(Stored data entries)
* * * * * * *
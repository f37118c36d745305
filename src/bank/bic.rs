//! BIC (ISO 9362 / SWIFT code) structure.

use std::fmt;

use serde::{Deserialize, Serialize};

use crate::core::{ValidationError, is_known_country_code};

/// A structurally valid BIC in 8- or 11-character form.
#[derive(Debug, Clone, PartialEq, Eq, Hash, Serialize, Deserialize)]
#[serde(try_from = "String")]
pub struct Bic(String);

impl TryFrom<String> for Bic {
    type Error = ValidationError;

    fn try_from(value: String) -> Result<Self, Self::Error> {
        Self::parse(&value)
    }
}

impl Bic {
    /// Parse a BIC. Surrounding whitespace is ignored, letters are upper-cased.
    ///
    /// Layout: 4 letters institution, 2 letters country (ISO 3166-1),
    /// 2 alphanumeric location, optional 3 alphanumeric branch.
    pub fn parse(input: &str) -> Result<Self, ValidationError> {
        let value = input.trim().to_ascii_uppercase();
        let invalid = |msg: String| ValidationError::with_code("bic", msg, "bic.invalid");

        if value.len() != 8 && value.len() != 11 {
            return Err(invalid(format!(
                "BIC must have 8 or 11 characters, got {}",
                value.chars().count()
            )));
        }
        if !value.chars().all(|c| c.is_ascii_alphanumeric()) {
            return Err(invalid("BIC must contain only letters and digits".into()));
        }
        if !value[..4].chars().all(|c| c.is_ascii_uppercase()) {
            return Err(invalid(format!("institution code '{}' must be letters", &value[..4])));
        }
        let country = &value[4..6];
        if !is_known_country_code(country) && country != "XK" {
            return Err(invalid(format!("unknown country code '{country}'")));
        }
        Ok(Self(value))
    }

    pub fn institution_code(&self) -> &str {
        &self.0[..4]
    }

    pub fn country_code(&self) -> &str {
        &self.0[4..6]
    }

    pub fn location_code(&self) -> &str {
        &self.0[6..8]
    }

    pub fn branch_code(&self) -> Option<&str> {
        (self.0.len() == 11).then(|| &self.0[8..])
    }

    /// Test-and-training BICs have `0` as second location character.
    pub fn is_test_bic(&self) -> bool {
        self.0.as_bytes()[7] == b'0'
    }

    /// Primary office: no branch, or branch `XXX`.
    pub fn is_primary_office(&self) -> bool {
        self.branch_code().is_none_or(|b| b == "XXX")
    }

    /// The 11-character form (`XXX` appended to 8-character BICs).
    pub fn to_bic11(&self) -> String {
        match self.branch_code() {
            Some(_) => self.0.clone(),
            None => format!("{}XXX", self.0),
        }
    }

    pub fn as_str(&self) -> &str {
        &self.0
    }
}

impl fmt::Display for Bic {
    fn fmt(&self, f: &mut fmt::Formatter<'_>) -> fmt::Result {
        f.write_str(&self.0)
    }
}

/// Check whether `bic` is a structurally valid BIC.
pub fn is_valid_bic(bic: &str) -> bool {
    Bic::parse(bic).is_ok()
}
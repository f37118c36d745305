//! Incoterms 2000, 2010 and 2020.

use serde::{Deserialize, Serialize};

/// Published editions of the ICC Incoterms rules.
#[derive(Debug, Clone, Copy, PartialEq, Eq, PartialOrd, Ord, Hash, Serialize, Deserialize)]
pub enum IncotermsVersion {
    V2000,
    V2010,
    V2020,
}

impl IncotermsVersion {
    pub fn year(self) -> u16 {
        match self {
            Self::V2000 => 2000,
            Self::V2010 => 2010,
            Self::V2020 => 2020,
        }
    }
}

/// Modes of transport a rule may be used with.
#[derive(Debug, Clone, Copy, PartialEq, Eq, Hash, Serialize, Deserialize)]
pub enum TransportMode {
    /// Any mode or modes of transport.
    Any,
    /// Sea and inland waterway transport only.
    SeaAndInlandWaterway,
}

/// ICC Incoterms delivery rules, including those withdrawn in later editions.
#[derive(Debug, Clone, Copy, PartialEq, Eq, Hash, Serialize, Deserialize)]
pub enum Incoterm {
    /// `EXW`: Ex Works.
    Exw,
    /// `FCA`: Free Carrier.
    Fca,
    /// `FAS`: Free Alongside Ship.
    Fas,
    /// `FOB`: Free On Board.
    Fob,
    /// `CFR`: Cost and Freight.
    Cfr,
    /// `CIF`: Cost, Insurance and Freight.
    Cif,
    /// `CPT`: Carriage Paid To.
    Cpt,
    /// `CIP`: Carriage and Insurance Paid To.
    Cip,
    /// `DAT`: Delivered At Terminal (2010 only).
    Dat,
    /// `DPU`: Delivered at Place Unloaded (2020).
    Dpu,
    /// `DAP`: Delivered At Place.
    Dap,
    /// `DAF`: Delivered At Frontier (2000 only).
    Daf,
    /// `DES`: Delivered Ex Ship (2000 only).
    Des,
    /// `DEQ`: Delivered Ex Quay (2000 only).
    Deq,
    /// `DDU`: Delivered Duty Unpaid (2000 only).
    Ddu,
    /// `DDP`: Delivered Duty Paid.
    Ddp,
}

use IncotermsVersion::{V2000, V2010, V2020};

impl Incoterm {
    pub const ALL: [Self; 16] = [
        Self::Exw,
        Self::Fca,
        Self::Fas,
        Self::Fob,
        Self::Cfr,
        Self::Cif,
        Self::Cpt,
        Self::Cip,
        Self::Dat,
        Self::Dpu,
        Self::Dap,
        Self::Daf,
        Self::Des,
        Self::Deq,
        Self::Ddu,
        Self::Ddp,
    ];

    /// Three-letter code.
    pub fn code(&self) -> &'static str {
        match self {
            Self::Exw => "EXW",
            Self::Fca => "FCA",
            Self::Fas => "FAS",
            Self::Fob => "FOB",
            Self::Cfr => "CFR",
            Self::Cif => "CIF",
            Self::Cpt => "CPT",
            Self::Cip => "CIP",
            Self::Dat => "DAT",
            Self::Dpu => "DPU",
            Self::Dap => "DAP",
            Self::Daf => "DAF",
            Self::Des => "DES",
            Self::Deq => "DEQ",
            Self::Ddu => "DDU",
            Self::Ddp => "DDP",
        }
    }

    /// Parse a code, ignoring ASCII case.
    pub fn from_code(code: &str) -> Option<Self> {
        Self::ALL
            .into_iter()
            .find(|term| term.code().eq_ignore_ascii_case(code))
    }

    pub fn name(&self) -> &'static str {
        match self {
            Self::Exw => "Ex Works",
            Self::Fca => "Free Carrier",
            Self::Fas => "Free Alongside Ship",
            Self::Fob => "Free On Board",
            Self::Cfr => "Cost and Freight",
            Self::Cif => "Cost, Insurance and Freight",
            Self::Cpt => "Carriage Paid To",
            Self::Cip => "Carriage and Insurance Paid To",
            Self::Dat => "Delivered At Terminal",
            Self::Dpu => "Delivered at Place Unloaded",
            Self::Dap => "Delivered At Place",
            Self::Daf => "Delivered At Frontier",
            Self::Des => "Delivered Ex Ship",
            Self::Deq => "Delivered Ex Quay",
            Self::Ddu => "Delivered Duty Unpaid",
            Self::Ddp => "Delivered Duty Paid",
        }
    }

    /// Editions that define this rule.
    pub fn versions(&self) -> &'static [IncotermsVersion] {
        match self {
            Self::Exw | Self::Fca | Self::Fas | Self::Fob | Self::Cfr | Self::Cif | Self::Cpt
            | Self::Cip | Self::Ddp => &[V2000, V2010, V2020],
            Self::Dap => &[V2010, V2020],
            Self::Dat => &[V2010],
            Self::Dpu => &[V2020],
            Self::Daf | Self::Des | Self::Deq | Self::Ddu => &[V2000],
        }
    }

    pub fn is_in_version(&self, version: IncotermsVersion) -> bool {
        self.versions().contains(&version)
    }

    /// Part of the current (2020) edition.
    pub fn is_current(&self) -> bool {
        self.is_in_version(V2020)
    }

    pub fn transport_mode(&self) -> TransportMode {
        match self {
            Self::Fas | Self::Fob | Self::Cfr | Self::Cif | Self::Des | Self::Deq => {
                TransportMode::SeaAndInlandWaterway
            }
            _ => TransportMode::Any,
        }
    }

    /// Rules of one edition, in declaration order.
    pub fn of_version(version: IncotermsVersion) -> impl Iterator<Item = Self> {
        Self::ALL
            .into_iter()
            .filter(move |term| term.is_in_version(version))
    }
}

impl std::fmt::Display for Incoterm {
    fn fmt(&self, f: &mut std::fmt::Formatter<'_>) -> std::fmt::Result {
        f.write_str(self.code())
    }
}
* * * * * * *
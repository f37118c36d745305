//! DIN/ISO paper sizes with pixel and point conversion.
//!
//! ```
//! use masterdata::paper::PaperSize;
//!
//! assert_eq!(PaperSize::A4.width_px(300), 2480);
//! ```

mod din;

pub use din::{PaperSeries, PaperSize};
* * * * * * *
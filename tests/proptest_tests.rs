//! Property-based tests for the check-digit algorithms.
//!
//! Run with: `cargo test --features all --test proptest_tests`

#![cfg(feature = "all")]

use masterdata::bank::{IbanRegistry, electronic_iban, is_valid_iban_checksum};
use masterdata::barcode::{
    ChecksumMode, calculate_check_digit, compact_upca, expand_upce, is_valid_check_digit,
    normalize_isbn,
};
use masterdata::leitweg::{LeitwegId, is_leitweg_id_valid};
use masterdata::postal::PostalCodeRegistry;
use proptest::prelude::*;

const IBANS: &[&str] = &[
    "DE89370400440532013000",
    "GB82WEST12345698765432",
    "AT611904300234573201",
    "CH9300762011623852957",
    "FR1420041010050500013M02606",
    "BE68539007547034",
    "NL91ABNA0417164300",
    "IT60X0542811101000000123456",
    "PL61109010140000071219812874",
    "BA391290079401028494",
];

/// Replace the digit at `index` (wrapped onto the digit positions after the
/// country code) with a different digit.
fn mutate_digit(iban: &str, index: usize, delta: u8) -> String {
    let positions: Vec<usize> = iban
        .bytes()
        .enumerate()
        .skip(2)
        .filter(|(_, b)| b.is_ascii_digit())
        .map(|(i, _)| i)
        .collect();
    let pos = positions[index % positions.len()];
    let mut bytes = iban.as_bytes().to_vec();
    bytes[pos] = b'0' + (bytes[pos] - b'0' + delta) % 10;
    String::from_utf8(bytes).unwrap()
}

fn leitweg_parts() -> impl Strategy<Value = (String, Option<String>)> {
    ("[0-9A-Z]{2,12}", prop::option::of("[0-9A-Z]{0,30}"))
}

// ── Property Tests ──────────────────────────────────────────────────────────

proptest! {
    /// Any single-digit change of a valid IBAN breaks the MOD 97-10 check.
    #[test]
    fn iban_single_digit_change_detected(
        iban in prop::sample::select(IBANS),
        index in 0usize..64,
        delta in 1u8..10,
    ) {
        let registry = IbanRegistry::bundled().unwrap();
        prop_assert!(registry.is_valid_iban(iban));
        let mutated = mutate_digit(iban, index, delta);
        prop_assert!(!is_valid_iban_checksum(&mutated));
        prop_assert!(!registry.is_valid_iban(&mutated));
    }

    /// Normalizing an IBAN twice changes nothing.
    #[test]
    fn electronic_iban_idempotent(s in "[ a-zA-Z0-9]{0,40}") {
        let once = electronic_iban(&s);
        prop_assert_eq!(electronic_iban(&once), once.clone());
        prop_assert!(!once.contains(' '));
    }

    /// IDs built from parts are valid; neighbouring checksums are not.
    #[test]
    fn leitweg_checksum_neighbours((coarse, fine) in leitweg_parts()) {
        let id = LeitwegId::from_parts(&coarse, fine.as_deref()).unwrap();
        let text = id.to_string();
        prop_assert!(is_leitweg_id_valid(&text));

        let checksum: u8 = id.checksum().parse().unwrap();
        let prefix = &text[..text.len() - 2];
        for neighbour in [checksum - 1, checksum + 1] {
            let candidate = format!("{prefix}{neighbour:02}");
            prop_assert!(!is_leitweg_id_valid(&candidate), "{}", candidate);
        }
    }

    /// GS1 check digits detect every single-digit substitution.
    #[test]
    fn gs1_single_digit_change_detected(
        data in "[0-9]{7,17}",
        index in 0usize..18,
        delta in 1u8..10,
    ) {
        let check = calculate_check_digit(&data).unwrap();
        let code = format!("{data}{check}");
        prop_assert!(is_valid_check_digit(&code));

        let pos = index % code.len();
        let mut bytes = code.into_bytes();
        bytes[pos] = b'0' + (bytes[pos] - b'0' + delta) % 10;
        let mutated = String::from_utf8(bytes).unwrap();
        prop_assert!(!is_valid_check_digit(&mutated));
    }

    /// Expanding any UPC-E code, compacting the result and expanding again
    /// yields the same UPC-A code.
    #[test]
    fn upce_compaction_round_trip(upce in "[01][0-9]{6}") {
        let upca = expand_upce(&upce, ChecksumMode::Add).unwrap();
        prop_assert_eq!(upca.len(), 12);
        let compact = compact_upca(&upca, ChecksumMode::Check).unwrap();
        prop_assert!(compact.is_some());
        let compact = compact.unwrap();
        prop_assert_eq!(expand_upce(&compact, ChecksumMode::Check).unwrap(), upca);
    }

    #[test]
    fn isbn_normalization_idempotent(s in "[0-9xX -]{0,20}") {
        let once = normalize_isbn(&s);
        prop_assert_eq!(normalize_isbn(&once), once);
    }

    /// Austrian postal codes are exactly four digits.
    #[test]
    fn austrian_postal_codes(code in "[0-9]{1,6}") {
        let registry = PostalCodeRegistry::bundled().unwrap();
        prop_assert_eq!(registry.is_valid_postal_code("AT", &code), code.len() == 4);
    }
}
* * * * * * *
Only lines with the word "mutated" are wanted, so copy each one from the records.

        let mutated = mutate_digit(iban, index, delta);
        prop_assert!(!is_valid_iban_checksum(&mutated));
        prop_assert!(!registry.is_valid_iban(&mutated));
        let mutated = String::from_utf8(bytes).unwrap();
        prop_assert!(!is_valid_check_digit(&mutated));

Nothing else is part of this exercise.